• [AIM OF THE EXERCISE]: Extract each line of the records below that contains the word "align".

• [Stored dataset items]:
········

//! Byte sequences for every printer operation.
//!
//! Nothing in here touches the device. [`crate::printer::Printer`] writes
//! the returned bytes out with the configured pacing.

use crate::barcode::{BarcodeSymbology, TextPosition};
use crate::config::PrinterConfig;
use crate::consts::*;
use crate::printer::Error;
use crate::text::Justification;

/// Device side modes that stay active until switched off or reset
#[derive(Clone, Copy, Debug, PartialEq, Eq)]
pub enum Toggle {
    Bold,
    FontB,
    Underline,
    Inverse,
    UpsideDown,
}

impl Toggle {
    pub const ALL: [Toggle; 5] = [
        Toggle::Bold,
        Toggle::FontB,
        Toggle::Underline,
        Toggle::Inverse,
        Toggle::UpsideDown,
    ];

    fn prefix(self) -> [u8; 2] {
        match self {
            Toggle::Bold => [ESC, CMD_BOLD],
            Toggle::FontB => [ESC, CMD_PRINT_MODE],
            Toggle::Underline => [ESC, CMD_UNDERLINE],
            // GS, not ESC
            Toggle::Inverse => [GS, CMD_INVERSE],
            Toggle::UpsideDown => [ESC, CMD_UPSIDE_DOWN],
        }
    }

    pub fn on(self) -> [u8; 3] {
        let [a, b] = self.prefix();
        [a, b, TOGGLE_ON]
    }

    pub fn off(self) -> [u8; 3] {
        let [a, b] = self.prefix();
        [a, b, TOGGLE_OFF]
    }
}

/// Power-on handshake: initialize, heating settings, then density.
///
/// | Offset | Byte |
/// |--------|------|
/// | 0..2   | ESC @ |
/// | 2..4   | ESC 7 |
/// | 4      | heating dots |
/// | 5      | heat time |
/// | 6      | heat interval |
/// | 7..9   | DC2 # |
/// | 9      | density << 4 \| break time |
pub fn init(config: &PrinterConfig) -> [u8; 10] {
    [
        ESC,
        CMD_INITIALIZE,
        ESC,
        CMD_PRINT_SETTINGS,
        config.heating_dots,
        config.heat_time,
        config.heat_interval,
        DC2,
        CMD_PRINT_DENSITY,
        density_byte(config.print_density, config.print_break_time),
    ]
}

pub fn density_byte(density: u8, break_time: u8) -> u8 {
    (density << 4) | break_time
}

/// ESC @ - clear the print buffer and restore power-on modes
pub fn reset() -> [u8; 2] {
    [ESC, CMD_INITIALIZE]
}

pub fn linefeed() -> [u8; 1] {
    [LF]
}

/// `n` line feeds, at least one
pub fn feed(n: usize) -> Vec<u8> {
    vec![LF; n.max(1)]
}

pub fn justify(align: Justification) -> [u8; 3] {
    [ESC, CMD_JUSTIFY, align.operand()]
}

/// GS H n - where the human readable digits go, raw operand form
pub fn barcode_print_position(position: TextPosition) -> [u8; 3] {
    [GS, CMD_HRI_POSITION, position as u8]
}

/// GS h n - barcode height in dots, 1..=255
pub fn barcode_height(dots: u8) -> Result<[u8; 3], Error> {
    if dots == 0 {
        return Err(Error::InvalidBarcodeHeight(dots));
    }
    Ok([GS, CMD_BARCODE_HEIGHT, dots])
}

/// GS w n - barcode module width, 2 or 3
pub fn barcode_width(n: u8) -> Result<[u8; 3], Error> {
    if !(MIN_BARCODE_WIDTH..=MAX_BARCODE_WIDTH).contains(&n) {
        return Err(Error::InvalidBarcodeWidth(n));
    }
    Ok([GS, CMD_BARCODE_WIDTH, n])
}

/// Position select (ASCII digit operand) followed by `GS k m n d1..dn`.
///
/// `digit_count` is sent as given; it is checked against the symbology but
/// not against `digits`.
pub fn barcode(
    digits: &[u8],
    symbology: BarcodeSymbology,
    digit_count: u8,
    print_numbers: TextPosition,
) -> Result<Vec<u8>, Error> {
    symbology.validate(digit_count)?;

    let mut bytes = Vec::with_capacity(7 + digits.len());
    bytes.extend_from_slice(&[GS, CMD_HRI_POSITION, print_numbers.ascii()]);
    bytes.extend_from_slice(&[GS, CMD_BARCODE_PRINT, symbology.code(), digit_count]);
    bytes.extend_from_slice(digits);
    Ok(bytes)
}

········

• [SOLUTION FOR THIS EXERCISE]:
pub fn justify(align: Justification) -> [u8; 3] {
    [ESC, CMD_JUSTIFY, align.operand()]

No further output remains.